Saad Shah

Why Scotland is not Independent?

Assessing the reasons for the Better Together’s campaign victory

While the Scottish referendum on September 18, 2014 finished on the pro-union side, there are still many people in Scotland who wish for its independence. Certainly, this was a historic day given immense anticipation leading up to the referendum. Today, Scotland is a part of the United Kingdom as it was yesterday—with 55% voting going to UK’s Better Together campaign led by Alastair Darling and 45% to the Scottish National Party (SNP) led by Alex Salmond. Both sides campaigned to the best of their abilities, highlighting what independence meant for Scotland and the value of staying together within the UK. This article attempts to analyze the question: why was the Scottish National Party (SNP) unable to garner sufficient support for their independence movement?

The answer lies primarily in the way the campaigns were led by Darling and Salmond. The economy was one of the key issues. The SNP was not able to make a convincing case for improving Scotland’s economy post-independence. The few things they promised included free trade with the European Union (EU); reduction of corporation tax by 3 % and expansion of the North Sea oil and gas industry. While these promises seemed attractive incentives, the pro-unionists pointed out certain facts that could not be overlooked. As a new sovereign country, with no credit history, Scotland would have had a tough time borrowing from other countries. It is projected that they would have incurred a significant loss since trade with their largest trading partner, the UK, would no longer be within borders but rather across it. This “border-effect” is an important inhibitor of trade as depicted in several economic studies.

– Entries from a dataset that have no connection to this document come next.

use std::collections::BTreeMap;

use rayon::prelude::*;
use serde::{Deserialize, Serialize};

use crate::atlas_score::{ScoreBreakdown, Tier, calculate_atlas_score};
use crate::kingdom_stats::{KingdomProfile, KingdomStats, extract_stats};

#[derive(Debug, Clone, PartialEq, Serialize, Deserialize)]
pub struct LeaderboardEntry {
    pub rank: usize,
    pub kingdom_number: u32,
    pub stats: KingdomStats,
    pub score: ScoreBreakdown,
    /// Score the database reported, if any, for drift checks.
    pub stored_score: Option<f64>,
}

impl LeaderboardEntry {
    pub fn score_drift(&self) -> Option<f64> {
        self.stored_score.map(|s| self.score.final_score - s)
    }
}

#[derive(Debug, Clone, Default, PartialEq, Eq, Serialize, Deserialize)]
pub struct TierSummary {
    pub counts: BTreeMap<Tier, usize>,
    pub total: usize,
}

impl TierSummary {
    pub fn count(&self, tier: Tier) -> usize {
        self.counts.get(&tier).copied().unwrap_or(0)
    }

    pub fn share(&self, tier: Tier) -> f64 {
        if self.total == 0 {
            return 0.0;
        }
        self.count(tier) as f64 / self.total as f64
    }
}

#[derive(Debug, Clone, Default)]
pub struct LeaderboardFilter {
    pub tier: Option<Tier>,
    pub min_kvks: u32,
    pub limit: Option<usize>,
}

/// Scores every profile and ranks them. Ties on score break on more KvKs
/// played, then lower kingdom number; equal scores share the same rank.
pub fn build_leaderboard(profiles: &[KingdomProfile]) -> Vec<LeaderboardEntry> {
    let mut rows = profiles
        .par_iter()
        .map(|p| {
            let stats = extract_stats(p);
            let score = calculate_atlas_score(&stats);
            LeaderboardEntry {
                rank: 0,
                kingdom_number: p.kingdom_number,
                stats,
                score,
                stored_score: p.atlas_score,
            }
        })
        .collect::<Vec<_>>();

    rows.sort_by(|a, b| {
        b.score
            .final_score
            .total_cmp(&a.score.final_score)
            .then(b.stats.total_kvks.cmp(&a.stats.total_kvks))
            .then(a.kingdom_number.cmp(&b.kingdom_number))
    });

    let mut prev_score: Option<f64> = None;
    let mut rank = 0usize;
    for (idx, row) in rows.iter_mut().enumerate() {
        if prev_score != Some(row.score.final_score) {
            rank = idx + 1;
            prev_score = Some(row.score.final_score);
        }
        row.rank = rank;
    }
    rows
}

pub fn filter_leaderboard<'a>(
    rows: &'a [LeaderboardEntry],
    filter: &LeaderboardFilter,
) -> Vec<&'a LeaderboardEntry> {
    rows.iter()
        .filter(|r| filter.tier.is_none_or(|t| r.score.tier == t))
        .filter(|r| r.stats.total_kvks >= filter.min_kvks)
        .take(filter.limit.unwrap_or(usize::MAX))
        .collect()
}

pub fn tier_summary(rows: &[LeaderboardEntry]) -> TierSummary {
    let mut counts: BTreeMap<Tier, usize> = Tier::ALL.iter().map(|t| (*t, 0)).collect();
    for row in rows {
        *counts.entry(row.score.tier).or_insert(0) += 1;
    }
    TierSummary {
        counts,
        total: rows.len(),
    }
}

pub fn find_entry(rows: &[LeaderboardEntry], kingdom_number: u32) -> Option<&LeaderboardEntry> {
    rows.iter().find(|r| r.kingdom_number == kingdom_number)
}

#[cfg(test)]
mod tests {
    use super::*;

    fn profile(n: u32, prep: (u32, u32), battle: (u32, u32)) -> KingdomProfile {
        KingdomProfile {
            kingdom_number: n,
            prep_wins: Some(prep.0),
            prep_losses: Some(prep.1),
            battle_wins: Some(battle.0),
            battle_losses: Some(battle.1),
            ..Default::default()
        }
    }

    #[test]
    fn ranks_by_score_with_shared_ranks() {
        let rows = build_leaderboard(&[
            profile(3, (2, 2), (2, 2)),
            profile(1, (9, 1), (9, 1)),
            profile(2, (2, 2), (2, 2)),
            profile(4, (0, 0), (0, 0)),
        ]);
        let order = rows.iter().map(|r| r.kingdom_number).collect::<Vec<_>>();
        assert_eq!(order, vec![1, 2, 3, 4]);
        let ranks = rows.iter().map(|r| r.rank).collect::<Vec<_>>();
        assert_eq!(ranks, vec![1, 2, 2, 4]);
    }

    #[test]
    fn filter_and_summary() {
        let rows = build_leaderboard(&[
            profile(1, (10, 0), (10, 0)),
            profile(2, (1, 9), (1, 9)),
            profile(3, (0, 0), (0, 0)),
        ]);
        let summary = tier_summary(&rows);
        assert_eq!(summary.total, 3);
        assert_eq!(Tier::ALL.iter().map(|t| summary.count(*t)).sum::<usize>(), 3);
        assert_eq!(summary.count(Tier::C), 2);

        let c_only = filter_leaderboard(
            &rows,
            &LeaderboardFilter {
                tier: Some(Tier::C),
                min_kvks: 1,
                limit: None,
            },
        );
        assert_eq!(c_only.len(), 1);
        assert_eq!(c_only[0].kingdom_number, 2);

        let top = filter_leaderboard(
            &rows,
            &LeaderboardFilter {
                limit: Some(1),
                ..Default::default()
            },
        );
        assert_eq!(top[0].kingdom_number, 1);
        assert!(find_entry(&rows, 3).is_some());
    }

    #[test]
    fn drift_against_stored_score() {
        let mut p = profile(7, (5, 5), (5, 5));
        p.atlas_score = Some(4.0);
        let rows = build_leaderboard(&[p]);
        let drift = rows[0].score_drift().unwrap();
        assert!((drift - (rows[0].score.final_score - 4.0)).abs() < 1e-12);
    }
}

Further, the pro-union side ruled out the possibility of a currency union with the UK since risks would have outweighed benefits faced by the individuals and businesses on both sides of the border. These included potential costs for the UK taxpayer for bailing out Scottish banks or governments that made poor financial decisions. Further, Scotland’s ageing population and the accumulated debt that would have been transferred to it post-independence, made Mr. Salmond’s bid for independence look like a risky deal. The Better Together campaign made a much better case for the losses Scotland would incur on separation from the UK.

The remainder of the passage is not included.